### Task brief
Copy each line of the records that contains the word "derive".

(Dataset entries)
──────

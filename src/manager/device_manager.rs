// SPDX-License-Identifier: MPL-2.0
// This Source Code Form is subject to the terms of the Mozilla Public
// License, v. 2.0. If a copy of the MPL was not distributed with this
// file, You can obtain one at https://mozilla.org/MPL/2.0/.

//! Device manager maintaining sessions to E1.33 devices.

use std::collections::HashMap;
use std::io;
use std::net::{Ipv4Addr, SocketAddrV4};
use std::sync::Arc;

use bytes::Bytes;
use tokio::net::TcpStream;
use tokio::sync::{broadcast, mpsc};

use crate::backoff::BackoffPolicy;
use crate::connector::{Connector, TcpConnector};
use crate::error::Error;
use crate::event::{DeviceEvent, EventBus};
use crate::health::{HealthMonitorFactory, HeartbeatMonitorFactory};
use crate::protocol::{
    Decoder, DecoderEvent, MessageBuilder, ROOT_ENDPOINT, SessionHeader, StatusCode,
    TransportHeader,
};
use crate::transport::{InboundFeed, MessageQueue, SocketEvent};

use super::config::ManagerConfig;
use super::device_state::{ConnectionId, ConnectionPhase, DeviceState};
use super::election::{self, InboundSignal};
use super::handle::{DeviceManagerHandle, Request};

/// Handler for commands addressed to the root endpoint.
///
/// Receives the transport header, the session header and the command payload.
/// Returning `true` makes the manager acknowledge the command to the device.
pub type CommandHandler =
    Box<dyn FnMut(&TransportHeader, &SessionHeader, &[u8]) -> bool + Send>;

/// Callback receiving a device address, used for designation changes.
pub type DeviceCallback = Box<dyn FnMut(Ipv4Addr) + Send>;

/// The pluggable parts of a [`DeviceManager`].
pub struct Collaborators {
    /// Keeps device endpoints connected.
    pub connector: Box<dyn Connector>,
    /// Decodes the inbound byte stream of every session.
    pub decoder: Box<dyn Decoder>,
    /// Encodes acknowledgements.
    pub message_builder: Arc<dyn MessageBuilder>,
    /// Creates a health monitor for each designated session.
    pub health_monitors: Box<dyn HealthMonitorFactory>,
}

/// Inputs to the manager from its own background tasks.
#[derive(Debug)]
pub(crate) enum ManagerEvent {
    /// The connector opened a session to `endpoint`.
    Connected {
        endpoint: SocketAddrV4,
        socket: TcpStream,
    },
    /// Bytes arrived on a session.
    Data {
        address: Ipv4Addr,
        connection: ConnectionId,
        data: Bytes,
    },
    /// A session was closed by the peer or failed.
    Closed {
        address: Ipv4Addr,
        connection: ConnectionId,
        error: Option<io::Error>,
    },
    /// A session's health monitor timed out.
    Unhealthy {
        address: Ipv4Addr,
        connection: ConnectionId,
    },
}
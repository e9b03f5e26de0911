// SPDX-License-Identifier: MPL-2.0
// This Source Code Form is subject to the terms of the Mozilla Public
// License, v. 2.0. If a copy of the MPL was not distributed with this
// file, You can obtain one at https://mozilla.org/MPL/2.0/.

//! Inbound side of a device connection.

use std::io;
use std::net::SocketAddrV4;
use std::sync::Arc;

use bytes::{Bytes, BytesMut};
use tokio::net::TcpStream;
use tokio::task::JoinHandle;

use crate::protocol::TransportHeader;

/// Bytes reserved for each read.
const READ_CHUNK: usize = 4096;

/// Something that happened on a socket being read.
#[derive(Debug)]
pub(crate) enum SocketEvent {
    /// Bytes were received.
    Data(Bytes),
    /// The peer closed the connection (`None`) or the socket failed.
    Closed(Option<io::Error>),
}

/// Feeds the bytes received from one device into the shared decoder.
///
/// Owns the read-readiness task for the socket and the buffer holding any
/// partial frame between reads. Dropping the feed stops reading.
pub(crate) struct InboundFeed {
    peer: SocketAddrV4,
    buffer: BytesMut,
    reader: JoinHandle<()>,
}

impl InboundFeed {
    /// Starts reading from `socket`, reporting every read to `on_event`.
    ///
    /// `on_event` is called from the reader task. After a
    /// [`SocketEvent::Closed`] it is never called again.
    pub(crate) fn start<F>(peer: SocketAddrV4, socket: Arc<TcpStream>, on_event: F) -> Self
    where
        F: Fn(SocketEvent) + Send + 'static,
    {
        let reader = tokio::spawn(read_loop(socket, on_event));

        Self {
            peer,
            buffer: BytesMut::new(),
            reader,
        }
    }

    /// Header to attach to everything decoded from this connection.
    pub(crate) fn transport_header(&self) -> TransportHeader {
        TransportHeader::tcp(self.peer)
    }

    /// Appends received bytes to the pending buffer.
    pub(crate) fn push(&mut self, data: &[u8]) {
        self.buffer.extend_from_slice(data);
    }

    /// Buffered bytes not yet consumed by the decoder.
    pub(crate) fn buffer_mut(&mut self) -> &mut BytesMut {
        &mut self.buffer
    }
}

impl Drop for InboundFeed {
    fn drop(&mut self) {
        self.reader.abort();
    }
}

impl std::fmt::Debug for InboundFeed {
    fn fmt(&self, f: &mut std::fmt::Formatter<'_>) -> std::fmt::Result {
        f.debug_struct("InboundFeed")
            .field("peer", &self.peer)
            .field("buffered", &self.buffer.len())
            .finish_non_exhaustive()
    }
}

async fn read_loop<F>(socket: Arc<TcpStream>, on_event: F)
where
    F: Fn(SocketEvent),
{
    let mut buf = BytesMut::with_capacity(READ_CHUNK);

    loop {
        if let Err(e) = socket.readable().await {
            on_event(SocketEvent::Closed(Some(e)));
            return;
        }

        buf.reserve(READ_CHUNK);
        match socket.try_read_buf(&mut buf) {
            Ok(0) => {
                on_event(SocketEvent::Closed(None));
                return;
            }
            Ok(_) => on_event(SocketEvent::Data(buf.split().freeze())),
            // Spurious readiness
            Err(e) if e.kind() == io::ErrorKind::WouldBlock => {}
            Err(e) => {
                on_event(SocketEvent::Closed(Some(e)));
                return;
            }
        }
    }
}
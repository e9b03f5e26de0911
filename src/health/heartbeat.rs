// SPDX-License-Identifier: MPL-2.0
// This Source Code Form is subject to the terms of the Mozilla Public
// License, v. 2.0. If a copy of the MPL was not distributed with this
// file, You can obtain one at https://mozilla.org/MPL/2.0/.

//! Heartbeat-based health monitor.

use std::net::Ipv4Addr;
use std::sync::Arc;
use std::time::Duration;

use parking_lot::Mutex;
use serde::{Deserialize, Serialize};
use tokio::task::JoinHandle;
use tokio::time::{Instant, MissedTickBehavior};

use crate::protocol::MessageBuilder;
use crate::transport::QueueHandle;

use super::{HealthMonitor, HealthMonitorFactory, UnhealthyCallback};

/// Timing of the heartbeat exchange.
///
/// # Examples
///
/// ```
/// use std::time::Duration;
/// use e133_manager::health::HeartbeatConfig;
///
/// let config = HeartbeatConfig::default().with_interval(Duration::from_secs(2));
/// assert_eq!(config.timeout(), Duration::from_secs(5));
/// ```
#[derive(Debug, Clone, PartialEq, Serialize, Deserialize)]
#[serde(default)]
pub struct HeartbeatConfig {
    /// Interval between heartbeats sent to the device. Must be non-zero; a
    /// monitor with a zero interval fails setup.
    pub interval: Duration,
    /// The session is unhealthy after `interval * timeout_multiplier` without
    /// receiving anything.
    pub timeout_multiplier: f32,
}

impl HeartbeatConfig {
    /// Sets the heartbeat interval.
    #[must_use]
    pub fn with_interval(mut self, interval: Duration) -> Self {
        self.interval = interval;
        self
    }

    /// Sets the timeout multiplier.
    #[must_use]
    pub fn with_timeout_multiplier(mut self, multiplier: f32) -> Self {
        self.timeout_multiplier = multiplier;
        self
    }

    /// Returns how long the session may stay silent. Never shorter than one
    /// interval.
    #[must_use]
    pub fn timeout(&self) -> Duration {
        let multiplier = f64::from(self.timeout_multiplier.max(1.0));
        Duration::try_from_secs_f64(self.interval.as_secs_f64() * multiplier)
            .unwrap_or(self.interval)
    }
}

impl Default for HeartbeatConfig {
    fn default() -> Self {
        Self {
            interval: Duration::from_secs(5),
            timeout_multiplier: 2.5,
        }
    }
}

/// Sends heartbeats on a session and watches for the device's.
///
/// After [`setup`](HealthMonitor::setup) a background task sends a heartbeat
/// every interval. If nothing is received from the device for the configured
/// timeout, the unhealthy callback runs and the task ends.
pub struct HeartbeatMonitor {
    device: Ipv4Addr,
    config: HeartbeatConfig,
    queue: QueueHandle,
    builder: Arc<dyn MessageBuilder>,
    on_unhealthy: Option<UnhealthyCallback>,
    last_heartbeat: Arc<Mutex<Instant>>,
    task: Option<JoinHandle<()>>,
}

impl HeartbeatMonitor {
    /// Creates a monitor. Nothing is sent until `setup` is called.
    #[must_use]
    pub fn new(
        device: Ipv4Addr,
        config: HeartbeatConfig,
        queue: QueueHandle,
        builder: Arc<dyn MessageBuilder>,
        on_unhealthy: UnhealthyCallback,
    ) -> Self {
        Self {
            device,
            config,
            queue,
            builder,
            on_unhealthy: Some(on_unhealthy),
            last_heartbeat: Arc::new(Mutex::new(Instant::now())),
            task: None,
        }
    }
}

impl HealthMonitor for HeartbeatMonitor {
    fn setup(&mut self) -> bool {
        if self.task.is_some() {
            return true;
        }
        if self.config.interval.is_zero() {
            tracing::warn!(device = %self.device, "Heartbeat interval is zero, cannot monitor session");
            return false;
        }
        let Some(on_unhealthy) = self.on_unhealthy.take() else {
            return false;
        };

        if !self.queue.send_message(self.builder.build_heartbeat()) {
            tracing::warn!(device = %self.device, "Unable to send initial heartbeat");
            return false;
        }
        *self.last_heartbeat.lock() = Instant::now();

        self.task = Some(tokio::spawn(watch(
            self.device,
            self.config.interval,
            self.config.timeout(),
            self.queue.clone(),
            Arc::clone(&self.builder),
            Arc::clone(&self.last_heartbeat),
            on_unhealthy,
        )));
        true
    }

    fn heartbeat_received(&mut self) {
        *self.last_heartbeat.lock() = Instant::now();
    }
}

impl Drop for HeartbeatMonitor {
    fn drop(&mut self) {
        if let Some(task) = self.task.take() {
            task.abort();
        }
    }
}

impl std::fmt::Debug for HeartbeatMonitor {
    fn fmt(&self, f: &mut std::fmt::Formatter<'_>) -> std::fmt::Result {
        f.debug_struct("HeartbeatMonitor")
            .field("device", &self.device)
            .field("config", &self.config)
            .field("running", &self.task.is_some())
            .finish_non_exhaustive()
    }
}

async fn watch(
    device: Ipv4Addr,
    interval: Duration,
    timeout: Duration,
    queue: QueueHandle,
    builder: Arc<dyn MessageBuilder>,
    last_heartbeat: Arc<Mutex<Instant>>,
    on_unhealthy: UnhealthyCallback,
) {
    let mut send_timer = tokio::time::interval_at(Instant::now() + interval, interval);
    send_timer.set_missed_tick_behavior(MissedTickBehavior::Delay);

    loop {
        let deadline = *last_heartbeat.lock() + timeout;

        tokio::select! {
            _ = send_timer.tick() => {
                if !queue.send_message(builder.build_heartbeat()) {
                    tracing::debug!(%device, "Outbound queue closed, heartbeat not sent");
                }
            }
            () = tokio::time::sleep_until(deadline) => {
                // A heartbeat may have moved the deadline while we slept.
                if *last_heartbeat.lock() + timeout <= Instant::now() {
                    tracing::info!(
                        %device,
                        timeout_ms = u64::try_from(timeout.as_millis()).unwrap_or(u64::MAX),
                        "No heartbeat received within timeout"
                    );
                    on_unhealthy();
                    return;
                }
            }
        }
    }
}

/// Creates [`HeartbeatMonitor`]s sharing one configuration and builder.
pub struct HeartbeatMonitorFactory {
    config: HeartbeatConfig,
    builder: Arc<dyn MessageBuilder>,
}

impl HeartbeatMonitorFactory {
    /// Creates a factory.
    #[must_use]
    pub fn new(config: HeartbeatConfig, builder: Arc<dyn MessageBuilder>) -> Self {
        Self { config, builder }
    }
}

impl HealthMonitorFactory for HeartbeatMonitorFactory {
    fn create(
        &mut self,
        device: Ipv4Addr,
        queue: QueueHandle,
        on_unhealthy: UnhealthyCallback,
    ) -> Box<dyn HealthMonitor> {
        Box::new(HeartbeatMonitor::new(
            device,
            self.config.clone(),
            queue,
            Arc::clone(&self.builder),
            on_unhealthy,
        ))
    }
}
// SPDX-License-Identifier: MPL-2.0
// This Source Code Form is subject to the terms of the Mozilla Public
// License, v. 2.0. If a copy of the MPL was not distributed with this
// file, You can obtain one at https://mozilla.org/MPL/2.0/.

//! Event bus for broadcasting device events.

use tokio::sync::broadcast;

use super::DeviceEvent;

/// Default channel capacity for the event bus.
const DEFAULT_CHANNEL_CAPACITY: usize = 256;

/// Event bus for broadcasting device events to multiple subscribers.
///
/// Publishing never blocks the manager task. Each subscriber gets its own
/// copy of every event sent after it subscribed.
///
/// # Capacity
///
/// The bus has a fixed capacity (default 256, see
/// [`ManagerConfig::event_capacity`](crate::manager::ManagerConfig::event_capacity)).
/// A subscriber that falls behind by more than that skips the oldest events and
/// sees `RecvError::Lagged`.
///
/// # Examples
///
/// ```
/// use std::net::Ipv4Addr;
/// use e133_manager::event::{DeviceEvent, EventBus};
///
/// let bus = EventBus::new();
///
/// // Create a subscriber
/// let mut rx = bus.subscribe();
///
/// // Publish an event
/// bus.publish(DeviceEvent::DeviceAdded {
///     address: Ipv4Addr::new(10, 0, 0, 5),
/// });
///
/// // Multiple subscribers can exist
/// let mut rx2 = bus.subscribe();
/// ```
#[derive(Debug, Clone)]
pub struct EventBus {
    sender: broadcast::Sender<DeviceEvent>,
}

impl EventBus {
    /// Creates a new event bus with default capacity.
    #[must_use]
    pub fn new() -> Self {
        Self::with_capacity(DEFAULT_CHANNEL_CAPACITY)
    }

    /// Creates a new event bus with the specified capacity.
    ///
    /// # Arguments
    ///
    /// * `capacity` - Maximum number of events that can be buffered
    #[must_use]
    pub fn with_capacity(capacity: usize) -> Self {
        let (sender, _) = broadcast::channel(capacity);
        Self { sender }
    }

    /// Subscribes to device events.
    ///
    /// Returns a receiver that will receive all events published after
    /// the subscription is created.
    #[must_use]
    pub fn subscribe(&self) -> broadcast::Receiver<DeviceEvent> {
        self.sender.subscribe()
    }

    /// Returns the number of active subscribers.
    #[must_use]
    pub fn subscriber_count(&self) -> usize {
        self.sender.receiver_count()
    }

    /// Publishes an event to all subscribers.
    ///
    /// If there are no subscribers, the event is silently discarded.
    /// If the channel is full for a slow subscriber, that subscriber
    /// will lose events.
    pub fn publish(&self, event: DeviceEvent) {
        tracing::trace!(?event, "Publishing device event");
        // No subscribers is not an error.
        let _ = self.sender.send(event);
    }
}

impl Default for EventBus {
    fn default() -> Self {
        Self::new()
    }
}

#[cfg(test)]
mod tests {
    use super::*;
    use std::net::Ipv4Addr;

    use tokio::sync::broadcast::error::RecvError;

    fn address() -> Ipv4Addr {
        Ipv4Addr::new(10, 0, 0, 5)
    }

    #[test]
    fn new_bus_has_no_subscribers() {
        let bus = EventBus::new();
        assert_eq!(bus.subscriber_count(), 0);
    }

    #[test]
    fn subscribe_increments_count() {
        let bus = EventBus::new();

        let _rx1 = bus.subscribe();
        assert_eq!(bus.subscriber_count(), 1);

        let _rx2 = bus.subscribe();
        assert_eq!(bus.subscriber_count(), 2);
    }

    #[test]
    fn drop_subscriber_decrements_count() {
        let bus = EventBus::new();

        let rx1 = bus.subscribe();
        assert_eq!(bus.subscriber_count(), 1);

        drop(rx1);
        assert_eq!(bus.subscriber_count(), 0);
    }

    #[tokio::test]
    async fn publish_delivers_to_multiple_subscribers() {
        let bus = EventBus::new();
        let mut rx1 = bus.subscribe();
        let mut rx2 = bus.subscribe();

        bus.publish(DeviceEvent::device_added(address()));

        assert_eq!(rx1.recv().await.unwrap().address(), address());
        assert_eq!(rx2.recv().await.unwrap().address(), address());
    }

    #[test]
    fn publish_without_subscribers_is_ignored() {
        let bus = EventBus::new();
        bus.publish(DeviceEvent::device_added(address()));
    }

    #[tokio::test]
    async fn slow_subscriber_lags() {
        let bus = EventBus::with_capacity(2);
        let mut rx = bus.subscribe();

        bus.publish(DeviceEvent::device_added(address()));
        bus.publish(DeviceEvent::connected(address()));
        bus.publish(DeviceEvent::acquired(address()));

        assert!(matches!(rx.recv().await, Err(RecvError::Lagged(1))));
        assert_eq!(rx.recv().await.unwrap(), DeviceEvent::connected(address()));
    }

    #[test]
    fn clone_shares_same_channel() {
        let bus1 = EventBus::new();
        let bus2 = bus1.clone();

        let _rx = bus1.subscribe();
        // Subscriber from bus1 should be visible in bus2
        assert_eq!(bus2.subscriber_count(), 1);
    }
}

──────

### Answer for this exercise
#[derive(Debug)]
#[derive(Debug)]
#[derive(Debug, Clone, PartialEq, Serialize, Deserialize)]
#[derive(Debug, Clone)]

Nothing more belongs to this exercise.